Pearce acknowledged courts have ruled the 14th Amendment to the U.S. Constitution, passed in the wake of the Civil War to provide equal protection under the law, guarantees citizenship to anyone born in this country. But he said extending citizenship to people born of parents not here legally is based on a misreading of the amendment.

His argument is based on the language of the amendment, which says that citizenship requires not just birth in the U.S. but that the person is "subject to the jurisdiction" of this country. And that, he said, does not apply to those here illegally.

But Rep. Kyrsten Sinema, D-Phoenix, said it is Pearce who is misreading the Constitution.

She said that "jurisdiction" clause was inserted because Congress did not want to constitutionally grant citizenship and the right to vote to Native Americans. The phrase, she said, was based on the premise that Indians are members of sovereign nations and, therefore, not subject to U.S. jurisdiction.

But Sinema said visitors, legal or otherwise, are subject to U.S. jurisdiction, just as a foreigner who commits a crime here can be prosecuted in Arizona courts.

Lawsuit expected
Pearce said that once Arizona denies regular birth certificates to children born to people who are not here legally, there will be a lawsuit. He believes the courts will side with his view of the 14th Amendment, though.

His proposal on birth certificates is just one of several measures he is crafting this session to deal with the issue of illegal immigration. Others include:


• Expanding the state crime of trespass to cover anyone in this country without authorization.


• Requiring proof of legal presence in this country to register a vehicle or get a title.


• Denying workers'-compensation benefits to undocumented workers who are injured on the job.


• Barring municipalities from enacting policies that prohibit police officers from checking the immigration status of people they encounter.

The package, coupled with the sanctions bill and prior voter-approved measures, is designed to make Arizona less hospitable for people in the country illegally and pressure them to leave.

Make Arizona 'unfriendly'
There is at least anecdotal evidence the sanctions law already is doing that. Some Mexican nationals who normally return home to visit family at Christmas have indicated they may not return.

"It's a matter of cutting off the free stuff, stopping the benefits," Pearce said.

"I mean to make it unfriendly for those who break laws," he continued, comparing the measures to legislative efforts to stop drunken driving by imposing stiffer penalties. "What do you have to do to raise the bar so much that they stop?" He said taxpayers are burdened with the cost of "anchor babies" born to those in this country illegally.
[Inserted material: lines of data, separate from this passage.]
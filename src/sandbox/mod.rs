//! Remote execution environments.
//!
//! ## Module Map
//!
//! ```text
//! ┌───────────────────────────┐  create/connect/kill  ┌────────────────────┐
//! │  pool.rs   (SandboxPool)  │ ────────────────────> │                    │
//! │  runner.rs (CommandRunner)│ ──────── run ───────> │  SandboxProvider   │
//! │  files.rs  (FileChannel)  │ ── read/write/list ─> │  (docker.rs, or    │
//! └───────────────────────────┘                       │   testing doubles) │
//!                                                     └────────────────────┘
//! ```
//!
//! The pool exclusively owns [`SandboxHandle`]s. Everything else borrows a
//! handle for the duration of one call.

pub mod docker;
pub mod files;
pub mod pool;
pub mod runner;

use std::time::Duration;

use async_trait::async_trait;
use chrono::{DateTime, Utc};
use serde::{Deserialize, Serialize};

use crate::errors::SandboxError;

pub use docker::DockerProvider;
pub use files::FileChannel;
pub use pool::{AcquireOrigin, AcquiredSandbox, SandboxPool};
pub use runner::CommandRunner;

/// Lifecycle of one sandbox: `provisioning → ready → (reused)* → terminated`.
#[derive(Debug, Clone, Copy, PartialEq, Eq, Serialize, Deserialize)]
#[serde(rename_all = "snake_case")]
pub enum SandboxState {
    Provisioning,
    Ready,
    Reused,
    Terminated,
}

impl std::fmt::Display for SandboxState {
    fn fmt(&self, f: &mut std::fmt::Formatter<'_>) -> std::fmt::Result {
        match self {
            SandboxState::Provisioning => write!(f, "provisioning"),
            SandboxState::Ready => write!(f, "ready"),
            SandboxState::Reused => write!(f, "reused"),
            SandboxState::Terminated => write!(f, "terminated"),
        }
    }
}

/// Reference to one remote execution environment.
#[derive(Debug, Clone, PartialEq, Eq, Serialize, Deserialize)]
#[serde(rename_all = "camelCase")]
pub struct SandboxHandle {
    pub id: String,
    pub endpoint: String,
    pub state: SandboxState,
    pub created_at: DateTime<Utc>,
}

impl SandboxHandle {
    pub fn new(id: impl Into<String>, endpoint: impl Into<String>, state: SandboxState) -> Self {
        Self {
            id: id.into(),
            endpoint: endpoint.into(),
            state,
            created_at: Utc::now(),
        }
    }
}

/// Captured result of one shell command. A non-zero exit code is normal output.
#[derive(Debug, Clone, Default, PartialEq, Eq)]
pub struct CommandOutput {
    pub stdout: String,
    pub stderr: String,
    pub exit_code: i64,
}

impl CommandOutput {
    pub fn success(&self) -> bool {
        self.exit_code == 0
    }

    /// stdout followed by stderr, separated by a newline when both are present.
    pub fn combined(&self) -> String {
        match (self.stdout.trim_end().is_empty(), self.stderr.trim_end().is_empty()) {
            (true, true) => String::new(),
            (false, true) => self.stdout.clone(),
            (true, false) => self.stderr.clone(),
            (false, false) => format!("{}\n{}", self.stdout.trim_end(), self.stderr),
        }
    }
}

/// Options for a single bounded command execution.
///
/// Unbounded commands (the dev server) do not take `RunOptions`; they go
/// through [`CommandRunner::spawn_detached`].
#[derive(Debug, Clone)]
pub struct RunOptions {
    pub cwd: Option<String>,
    pub timeout: Duration,
}

impl RunOptions {
    pub fn new(cwd: impl Into<String>, timeout: Duration) -> Self {
        Self {
            cwd: Some(cwd.into()),
            timeout,
        }
    }
}

impl Default for RunOptions {
    fn default() -> Self {
        Self {
            cwd: None,
            timeout: Duration::from_secs(60),
        }
    }
}

/// Contract of the remote provisioning service.
///
/// Real implementation: [`DockerProvider`]. Test double:
/// `crate::testing::ScriptedProvider`.
#[async_trait]
pub trait SandboxProvider: Send + Sync {
    /// Create a new sandbox from a template. `timeout` bounds the sandbox's
    /// own lifetime on the provider side.
    async fn create(&self, template: &str, timeout: Duration) -> Result<String, SandboxError>;

    /// Connect to an existing sandbox by id.
    async fn connect(&self, id: &str) -> Result<(), SandboxError>;

    /// Run a shell command and wait for it to exit. Timeouts are enforced by
    /// the caller.
    async fn run(
        &self,
        id: &str,
        command: &str,
        cwd: Option<&str>,
    ) -> Result<CommandOutput, SandboxError>;

    async fn write_file(&self, id: &str, path: &str, content: &str) -> Result<(), SandboxError>;

    async fn read_file(&self, id: &str, path: &str) -> Result<String, SandboxError>;

    /// Entry names directly under `path`.
    async fn list_files(&self, id: &str, path: &str) -> Result<Vec<String>, SandboxError>;

    /// URL at which `port` inside the sandbox is reachable.
    async fn endpoint(&self, id: &str, port: u16) -> Result<String, SandboxError>;

    async fn kill(&self, id: &str) -> Result<(), SandboxError>;
}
The Pew Center for Hispanic Studies said in 2006 that about one out of every seven of the more than 1 million students in Arizona public schools are here because of illegal immigration. Although as many as 60,000 students are themselves here illegally, an additional 90,000 are children of illegal immigrants who, by virtue of their birth in this country, are considered citizens, according to the study.

Federal law requires states to educate all children regardless of immigration status, but most other programs can be reserved for legal residents, ranging from free health care for those who meet income restrictions to subsidized tuition at state universities.

Pearce said that if people here illegally leave because of the other measures, they will take their children, reducing the state's nearly $5 billion annual cost for education.